Höcke, who heads the AfD’s branch in Germany’s eastern state of Thuringia, rose to prominence as the spiritus rector of the party’s most extremist faction, known as der Flügel (the wing). That radical nationalist grouping—whose neo-Nazi rhetoric attracted the close scrutiny of the Bundesnachrichtendienst, Germany’s federal intelligence agency—was dissolved in 2020, and Höcke has become the de facto leader of an even more radical AfD.
How far to the right the AfD has shifted became evident during its recent party congress, held in the east German city of Magdeburg. Beyond addressing familiar themes, such as immigration control, Höcke offered new clues about the AfD’s agenda regarding the European Union, declaring, ‘This EU must die, so that the real Europe can live.’

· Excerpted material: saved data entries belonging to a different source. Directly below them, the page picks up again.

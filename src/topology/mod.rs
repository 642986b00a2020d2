//! Mesh entities and the bookkeeping tying them to tree leaves.
//!
//! This module provides:
//! - [`EntityId`](id::EntityId), the non-zero id shared by cells, interfaces
//!   and vertices
//! - element types and their local face numbering
//! - per-face neighbourhood storage and the [`Cell`](cell::Cell),
//!   [`Interface`](interface::Interface) and [`Vertex`](vertex::Vertex)
//!   entities
//! - cell ownership across ranks and the octant/cell index

pub mod cell;
pub mod element_type;
pub mod id;
pub mod interface;
pub mod neighbourhood;
pub mod octant_index;
pub mod ownership;
pub mod vertex;

pub use cell::Cell;
pub use element_type::ElementType;
pub use id::EntityId;
pub use interface::{Interface, InterfaceSide};
pub use octant_index::OctantIndex;
pub use vertex::Vertex;
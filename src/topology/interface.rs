//! Interfaces: the entities separating two cells (or one cell from the
//! domain border).

use crate::topology::element_type::ElementType;
use crate::topology::id::EntityId;

/// One side of an interface: a cell and the local face it is attached to.
#[derive(Clone, Copy, Debug, PartialEq, Eq, Hash, serde::Serialize, serde::Deserialize)]
pub struct InterfaceSide {
    pub cell: EntityId,
    pub face: usize,
}

/// An interface of a patch.
///
/// The owner side always exists; the neighbour side is absent for border
/// interfaces. The connectivity is the owner face's vertices.
#[derive(Clone, Debug, PartialEq, serde::Serialize, serde::Deserialize)]
pub struct Interface {
    id: EntityId,
    element_type: ElementType,
    connect: Vec<EntityId>,
    owner: InterfaceSide,
    neigh: Option<InterfaceSide>,
}

impl Interface {
    pub fn new(
        id: EntityId,
        element_type: ElementType,
        connect: Vec<EntityId>,
        owner: InterfaceSide,
        neigh: Option<InterfaceSide>,
    ) -> Self {
        Self {
            id,
            element_type,
            connect,
            owner,
            neigh,
        }
    }

    #[inline]
    pub fn id(&self) -> EntityId {
        self.id
    }

    #[inline]
    pub fn element_type(&self) -> ElementType {
        self.element_type
    }

    #[inline]
    pub fn connect(&self) -> &[EntityId] {
        &self.connect
    }

    #[inline]
    pub fn owner(&self) -> InterfaceSide {
        self.owner
    }

    #[inline]
    pub fn neigh(&self) -> Option<InterfaceSide> {
        self.neigh
    }

    /// An interface with no neighbour lies on the border.
    #[inline]
    pub fn is_border(&self) -> bool {
        self.neigh.is_none()
    }

    /// The side attached to `cell`, if any.
    pub fn side_of(&self, cell: EntityId) -> Option<InterfaceSide> {
        if self.owner.cell == cell {
            Some(self.owner)
        } else {
            self.neigh.filter(|n| n.cell == cell)
        }
    }

    /// The side facing `cell` from across the interface.
    pub fn other_side(&self, cell: EntityId) -> Option<InterfaceSide> {
        if self.owner.cell == cell {
            self.neigh
        } else if self.neigh.is_some_and(|n| n.cell == cell) {
            Some(self.owner)
        } else {
            None
        }
    }
}

#[cfg(test)]
mod tests {
    use super::*;

    fn id(raw: u64) -> EntityId {
        EntityId::new(raw).unwrap()
    }

    #[test]
    fn sides_are_resolved_from_either_cell() {
        let owner = InterfaceSide { cell: id(1), face: 1 };
        let neigh = InterfaceSide { cell: id(2), face: 0 };
        let iface = Interface::new(id(5), ElementType::Line, vec![id(3), id(4)], owner, Some(neigh));
        assert!(!iface.is_border());
        assert_eq!(iface.side_of(id(2)), Some(neigh));
        assert_eq!(iface.other_side(id(2)), Some(owner));
        assert_eq!(iface.other_side(id(1)), Some(neigh));
        assert_eq!(iface.other_side(id(9)), None);
    }

    #[test]
    fn border_has_no_other_side() {
        let owner = InterfaceSide { cell: id(1), face: 3 };
        let iface = Interface::new(id(5), ElementType::Line, vec![id(3), id(4)], owner, None);
        assert!(iface.is_border());
        assert_eq!(iface.other_side(id(1)), None);
    }
}
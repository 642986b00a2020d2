//! Adaption tracking: what a synchronization pass changed.
//!
//! A pass reports its effect as a list of [`AdaptionInfo`] records. Each
//! record is tagged by cause ([`AdaptionType`]), entity kind
//! ([`AdaptionEntity`]) and owning rank, and holds the ids before
//! (`previous`) and after (`current`) the change. Records are accumulated in
//! an [`InfoCollection`] and handed out with [`InfoCollection::dump`].
//!
//! Partition transfers are ordered identically on the sending and the
//! receiving rank, so the two sides can exchange cell data without agreeing
//! on an order first.

pub mod classify;
pub mod sync;

use std::collections::BTreeMap;
use std::ops::{Index, IndexMut};

use crate::topology::id::EntityId;

pub use classify::{LeafState, classify_leaf};

/// Cause of a change.
#[derive(
    Clone, Copy, Debug, Default, PartialEq, Eq, Hash, PartialOrd, Ord, serde::Serialize, serde::Deserialize,
)]
pub enum AdaptionType {
    #[default]
    None,
    Creation,
    Refinement,
    Coarsening,
    Renumbering,
    Deletion,
    PartitionSend,
    PartitionRecv,
}

impl AdaptionType {
    /// Whether records of this type are merged per `(type, entity, rank)`.
    ///
    /// Refinements and coarsenings keep one record per batch so that the
    /// parent/children correspondence survives.
    pub fn is_merged(self) -> bool {
        !matches!(self, AdaptionType::Refinement | AdaptionType::Coarsening)
    }
}

/// Kind of entity a record refers to.
#[derive(
    Clone, Copy, Debug, PartialEq, Eq, Hash, PartialOrd, Ord, serde::Serialize, serde::Deserialize,
)]
pub enum AdaptionEntity {
    Cell,
    Interface,
}

/// One tracked change.
///
/// `previous` may hold `None` where the previous entity lived on another
/// rank (the cells of a partition receive, or remote cells merged by a
/// coarsening).
#[derive(Clone, Debug, PartialEq, Eq, serde::Serialize, serde::Deserialize)]
pub struct AdaptionInfo {
    pub kind: AdaptionType,
    pub entity: AdaptionEntity,
    pub rank: usize,
    pub previous: Vec<Option<EntityId>>,
    pub current: Vec<EntityId>,
}

impl AdaptionInfo {
    pub fn new(kind: AdaptionType, entity: AdaptionEntity, rank: usize) -> Self {
        Self {
            kind,
            entity,
            rank,
            previous: Vec::new(),
            current: Vec::new(),
        }
    }

    /// Known previous ids, skipping remote placeholders.
    pub fn previous_ids(&self) -> impl Iterator<Item = EntityId> + '_ {
        self.previous.iter().flatten().copied()
    }

    pub fn is_empty(&self) -> bool {
        self.previous.is_empty() && self.current.is_empty()
    }
}

/// Records of one pass, in creation order.
#[derive(Clone, Debug, Default)]
pub struct InfoCollection {
    infos: Vec<AdaptionInfo>,
    merged: BTreeMap<(AdaptionType, AdaptionEntity, usize), usize>,
}

impl InfoCollection {
    pub fn new() -> Self {
        Self::default()
    }

    /// Handle of the record for `(kind, entity, rank)`.
    ///
    /// Merged types return the existing record when there is one; the other
    /// types always get a fresh record.
    pub fn create(&mut self, kind: AdaptionType, entity: AdaptionEntity, rank: usize) -> usize {
        if kind.is_merged() {
            if let Some(&idx) = self.merged.get(&(kind, entity, rank)) {
                return idx;
            }
        }
        let idx = self.infos.len();
        self.infos.push(AdaptionInfo::new(kind, entity, rank));
        if kind.is_merged() {
            self.merged.insert((kind, entity, rank), idx);
        }
        idx
    }

    pub fn len(&self) -> usize {
        self.infos.len()
    }

    pub fn is_empty(&self) -> bool {
        self.infos.is_empty()
    }

    pub fn iter(&self) -> std::slice::Iter<'_, AdaptionInfo> {
        self.infos.iter()
    }

    pub fn iter_mut(&mut self) -> std::slice::IterMut<'_, AdaptionInfo> {
        self.infos.iter_mut()
    }

    /// Finalized records in creation order; records left empty are dropped.
    pub fn dump(self) -> Vec<AdaptionInfo> {
        self.infos.into_iter().filter(|info| !info.is_empty()).collect()
    }
}

impl Index<usize> for InfoCollection {
    type Output = AdaptionInfo;

    fn index(&self, idx: usize) -> &AdaptionInfo {
        &self.infos[idx]
    }
}

impl IndexMut<usize> for InfoCollection {
    fn index_mut(&mut self, idx: usize) -> &mut AdaptionInfo {
        &mut self.infos[idx]
    }
}

#[cfg(test)]
mod tests {
    use super::*;

    fn id(raw: u64) -> EntityId {
        EntityId::new(raw).unwrap()
    }

    #[test]
    fn merged_types_share_a_record() {
        let mut infos = InfoCollection::new();
        let a = infos.create(AdaptionType::Deletion, AdaptionEntity::Cell, 0);
        let b = infos.create(AdaptionType::Deletion, AdaptionEntity::Interface, 0);
        let c = infos.create(AdaptionType::Deletion, AdaptionEntity::Cell, 0);
        let d = infos.create(AdaptionType::PartitionSend, AdaptionEntity::Cell, 1);
        assert_eq!(a, c);
        assert_ne!(a, b);
        assert_eq!(d, 2);
    }

    #[test]
    fn batches_get_their_own_record() {
        let mut infos = InfoCollection::new();
        let a = infos.create(AdaptionType::Refinement, AdaptionEntity::Cell, 0);
        let b = infos.create(AdaptionType::Refinement, AdaptionEntity::Cell, 0);
        assert_ne!(a, b);
        infos[a].previous.push(Some(id(1)));
        infos[b].previous.push(None);
        infos[b].current.push(id(7));
        let dumped = infos.dump();
        assert_eq!(dumped.len(), 2);
        assert_eq!(dumped[1].previous_ids().count(), 0);
    }

    #[test]
    fn dump_drops_empty_records_and_keeps_order() {
        let mut infos = InfoCollection::new();
        infos.create(AdaptionType::Deletion, AdaptionEntity::Interface, 0);
        let c = infos.create(AdaptionType::Creation, AdaptionEntity::Cell, 0);
        infos[c].current.push(id(3));
        let dumped = infos.dump();
        assert_eq!(dumped.len(), 1);
        assert_eq!(dumped[0].kind, AdaptionType::Creation);
    }

    #[test]
    fn info_serializes() {
        let mut info = AdaptionInfo::new(AdaptionType::PartitionRecv, AdaptionEntity::Cell, 2);
        info.previous.push(None);
        info.current.push(id(4));
        let json = serde_json::to_string(&info).unwrap();
        let back: AdaptionInfo = serde_json::from_str(&json).unwrap();
        assert_eq!(back, info);
    }
}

The statement was reminiscent of Nazi slogans of the 1930s, which similarly advocated the destruction of an old system to enable the rise of a new, better one. And other AfD figures seem to be on board with it. The party’s lead candidate for next year’s European Parliament election, Maximilian Krah, said in a recent interview that the EU in its current form ‘is not viable’ and predicted that a ‘combination of disruption and reform’ would bring about its demise.
The party knows how effective a rightward shift can be for attracting popular support. For most of its existence, the AfD drew 9–14% of the electorate’s support in national polls. But its support briefly surged to nearly 20% around the time of the 2015 migrant crisis, when the party—founded two years earlier as an anti-euro party—played up its hardline anti-immigration stance.

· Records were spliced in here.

//! Configuration version 1

use code_docs::{code_docs_struct, DocumentedStruct};
use serde::{Deserialize, Serialize};

// save all the fields and docs so they can be printed as always up-to-date documentation
code_docs_struct! {
    /// Settings shared by both triggers, each trigger has its own table that overrides them
    #[derive(Debug, Clone, Default, PartialEq, Deserialize, Serialize)]
    #[serde(deny_unknown_fields)]
    pub struct Config1 {
        /// Host of the development server, defaults to `localhost`
        #[serde(default)]
        pub host: Option<String>,

        /// Timeout in seconds for each of connect, send and receive
        ///
        /// When unset the triggers wait forever
        #[serde(default)]
        pub timeout: Option<f64>,

        /// Settings for `hot-reload`
        #[serde(default)]
        pub reload: Endpoint1,

        /// Settings for `hot-restart`
        #[serde(default)]
        pub restart: Endpoint1,
    }
}

code_docs_struct! {
    /// Where a single trigger connects to
    #[derive(Debug, Clone, Default, PartialEq, Deserialize, Serialize)]
    #[serde(deny_unknown_fields)]
    pub struct Endpoint1 {
        /// Host for this trigger only
        #[serde(default)]
        pub host: Option<String>,

        /// Port the server listens on for this command
        #[serde(default)]
        pub port: Option<u16>,
    }
}

/// Documentation of all fields, in the order they appear in the file
pub fn commented_fields() -> String {
    format!(
        "{}\n\n[reload] / [restart]\n{}",
        Config1::commented_fields().unwrap_or_default(),
        Endpoint1::commented_fields().unwrap_or_default(),
    )
}
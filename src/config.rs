//! Contains everything related to the optional config file

mod v1;
use v1::Config1;
pub use v1::Endpoint1 as Endpoint;

/// Latest config struct
pub type Config = Config1;

use crate::action::Action;
use crate::prelude::*;
use serde::{Deserialize, Serialize};
use std::path::{Path, PathBuf};

#[derive(Debug, Clone, PartialEq, Serialize, Deserialize)]
#[serde(deny_unknown_fields, tag = "version")]
pub enum ConfigFile {
    #[serde(rename = "1")]
    V1(Config1),
}

impl TryInto<Config> for ConfigFile {
    type Error = anyhow::Error;

    fn try_into(self) -> std::result::Result<Config, Self::Error> {
        match self {
            Self::V1(x) => Ok(x),
        }
    }
}

impl ConfigFile {
    pub fn config_from_str(input: &str) -> Result<Config> {
        toml::from_str::<ConfigFile>(input)?.try_into()
    }

    pub fn config_from_file(file: &Path) -> Result<Config> {
        let file_contents = std::fs::read_to_string(file)
            .with_context(|| format!("while reading config file {:?}", file))?;

        Self::config_from_str(&file_contents)
            .with_context(|| format!("while parsing config file {:?}", file))
    }
}

impl Config {
    /// Table for the action
    pub fn endpoint(&self, action: Action) -> &Endpoint {
        match action {
            Action::Reload => &self.reload,
            Action::Restart => &self.restart,
        }
    }

    /// Host for the action, the action table wins over the shared value
    pub fn host(&self, action: Action) -> Option<&str> {
        self.endpoint(action)
            .host
            .as_deref()
            .or(self.host.as_deref())
    }

    pub fn port(&self, action: Action) -> Option<u16> {
        self.endpoint(action).port
    }
}

/// Get app configuration directory
pub fn app_dir() -> Option<PathBuf> {
    // respect XDG standard
    let xdg_config_home = match std::env::var("XDG_CONFIG_HOME") {
        Ok(x) if !x.is_empty() => PathBuf::from(x),
        // fallback to ~/.config
        _ => PathBuf::from(std::env::var("HOME").ok()?).join(".config"),
    };

    // use package name for dir name
    Some(xdg_config_home.join(crate::APP_NAME))
}

/// Config file used when none is given explicitly
pub fn default_config_path() -> Option<PathBuf> {
    app_dir().map(|x| x.join(crate::vars::CONFIG_FILE_NAME))
}

/// Load config from explicit path, or from the default path if it exists
///
/// Explicit path is expanded like a shell would, and it has to exist
pub fn load(explicit: Option<&str>) -> Result<Config> {
    if let Some(path) = explicit {
        let expanded = shellexpand::full(path)
            .with_context(|| format!("while expanding config path {:?}", path))?;

        return ConfigFile::config_from_file(Path::new(expanded.as_ref()));
    }

    match default_config_path() {
        Some(path) if path.exists() => {
            log::debug!("Loading config from {path:?}");
            ConfigFile::config_from_file(&path)
        },
        _ => {
            log::trace!("No config file found, using defaults");
            Ok(Config::default())
        },
    }
}

pub use v1::commented_fields;
use vergen_git2::{CargoBuilder, Emitter, Git2Builder, RustcBuilder};

fn main() -> anyhow::Result<()> {
    // env var names cannot contain dashes so those become underscores as well
    println!(
        "cargo::rustc-env=CARGO_PKG_NAME_UPPERCASE={}",
        env!("CARGO_PKG_NAME").to_ascii_uppercase().replace('-', "_")
    );

    let git2 = Git2Builder::default().sha(true).build()?;

    let cargo = CargoBuilder::default()
        .debug(true)
        .target_triple(true)
        .build()?;

    let rustc = RustcBuilder::default().semver(true).build()?;

    // outside a git checkout the git values are placeholders
    Emitter::default()
        .add_instructions(&git2)?
        .add_instructions(&cargo)?
        .add_instructions(&rustc)?
        .emit()
}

The increase didn’t last, and the AfD was back to about 10% support within a year. But the Ukraine war—which disrupted not only Germans’ sense of security, but also their energy supply—seems to have given the AfD another boost. Before Russia’s full-scale invasion last year, the party was polling just 11% support. By late May of this year, however, that share had grown to 18%, and by August it reached 21%, making the AfD Germany’s second-largest party, after the Christian Democratic Union (CDU).

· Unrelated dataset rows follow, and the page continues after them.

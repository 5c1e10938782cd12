//! Trigger hot reload or hot restart of a running development server
//!
//! Each trigger connects to the server, sends a single command byte followed
//! by a newline, reads back whatever the server answers and hangs up

mod vars;
mod util;
mod commands;
pub mod action;
pub mod cli;
pub mod config;
pub mod trigger;

pub use action::Action;
pub use trigger::{Trigger, TriggerError};
pub use vars::*;

use std::process::ExitCode;

#[allow(unused)]
pub mod prelude {
    pub use anyhow::{anyhow, Context, Result};
}

/// Entry point shared by both binaries
pub fn run(action: Action) -> ExitCode {
    let args = cli::Cli::parse_for(action);

    match command(action, &args) {
        Ok(x) => x,
        Err(err) => {
            println!("Error: {err:#}");
            ExitCode::FAILURE
        },
    }
}

fn command(action: Action, args: &cli::Cli) -> prelude::Result<ExitCode> {
    util::init_logger(args.verbose)?;

    if let Some(shell) = &args.info.completions {
        commands::shell_completion_generation(action, shell)?;
        return Ok(ExitCode::SUCCESS);
    }

    if args.info.config_options {
        commands::show_config_options();
        return Ok(ExitCode::SUCCESS);
    }

    commands::trigger_action(action, args)
}
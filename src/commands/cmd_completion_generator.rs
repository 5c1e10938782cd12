use crate::action::Action;
use crate::cli::Cli;
use crate::prelude::*;
use clap::ValueEnum;
use clap_complete::{generate, Shell};
use std::io::IsTerminal;
use std::io::Write;

fn gen(action: Action, shell: Shell, buf: &mut dyn Write) {
    let mut cmd = Cli::command_for(action);
    generate(shell, &mut cmd, action.bin_name(), buf);
}

fn detect_shell() -> Result<Shell> {
    use std::env::var;

    if let Ok(shell) = var("SHELL") {
        if shell.ends_with("/fish") {
            return Ok(Shell::Fish);
        } else if shell.ends_with("/bash") {
            return Ok(Shell::Bash);
        } else if shell.ends_with("/zsh") {
            return Ok(Shell::Zsh);
        }
    }

    Err(anyhow!("This shell is unsupported, if this is a mistake set the shell explicitly using the argument"))
}

/// Generates basic completion scripts by `clap_complete`
///
/// Shell `auto` is detected from the environment
pub fn shell_completion_generation(action: Action, shell: &str) -> Result<()> {
    // prevent terminal text spillage
    if std::io::stdout().is_terminal() {
        return Err(anyhow!("This command writes a lot of text, please pipe it into a file"));
    }

    // `auto` is what a bare `--completions` turns into
    let shell = if shell == "auto" {
        detect_shell()?
    } else {
        Shell::from_str(shell, true).map_err(|err| anyhow!("Unknown shell {shell:?}: {err}"))?
    };

    gen(action, shell, &mut std::io::stdout());

    Ok(())
}

#[cfg(test)]
mod tests {
    use super::*;

    #[test]
    fn bash_script_names_binary() {
        let mut buf = vec![];
        gen(Action::Restart, Shell::Bash, &mut buf);

        let script = String::from_utf8_lossy(&buf);
        assert!(script.contains("hot-restart"));
        assert!(script.contains("--fail-on-error"));
    }
}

The question now is whether the AfD can retain its new supporters this time. So far, the party has been following the same playbook as before, capitalising on widespread alienation from other parties and focusing on its opponents’ weaknesses rather than its own strengths. It is showing a new sense of unity by closing ranks behind Höcke.
That is an effective strategy, because both of the AfD’s main opponents—the current coalition government and the CDU—have plenty of weaknesses. Start with the so-called traffic-light coalition (Ampelkoalition), comprising the Social Democratic Party (SPD), the Greens and the Free Democrats, with the SPD’s Olaf Scholz as chancellor.
Operating under the banner of ‘daring more progress’, the government has launched numerous reform initiatives since taking power in December 2021. But it has also been constantly in crisis mode, owing to the pandemic and the Ukraine war. And in confronting these challenges, Scholz’s administration has displayed a lack of professionalism rarely seen at the federal level in Germany.
For example, badly crafted reforms to modernise the energy sector left state governments, local authorities, businesses and voters confused about who is responsible for what, when and at what cost. After months of squabbling, the policy was put on hold until the autumn.
Efforts in other areas—such as national security, health care and infrastructure—have been similarly long on ambition and short on progress. And infighting has become the norm. Between the government’s ineptitude and broader popular anxiety about energy supplies, the economy and national security, the AfD has had plenty of political fodder.
Meanwhile, Friedrich Merz, the CDU chair and chancellor-in-waiting, has failed to position his party as a viable alternative to the SPD-led government. The CDU has also proved unable to win back the voters it lost to the AfD over its stance on immigration and issues such as gender identity and sexual orientation. As a result, popular support for the CDU has remained steady, at 28–30%, for more than a year.
For his part, Merz has made contradictory statements about the CDU’s relationship with the AfD, including whether local-level cooperation with elected AfD officials should be allowed. This has weakened his standing in the party, and challengers are already emerging.
The AfD, for its part, is still the party for those who are unhappy with the status quo and distrust mainstream politics, the party that opposes and criticises, but stands for little. But the failures of both the government and the opposition have emboldened its leaders, who are becoming hungrier for power as their popular support grows.
While the political cordon sanitaire that isolates the AfD still holds, one cannot ignore the possibility that the party could become not only a coalition partner, but even a coalition leader. That could well happen in the next two years in several eastern German states, where the AfD has long garnered well over 20% of the vote. In any case, unless Germany’s political mainstream gets its act together, it will be only a matter of time before the AfD—much like far-right parties in France, Italy and Sweden—is accepted as a legitimate party to hold government power.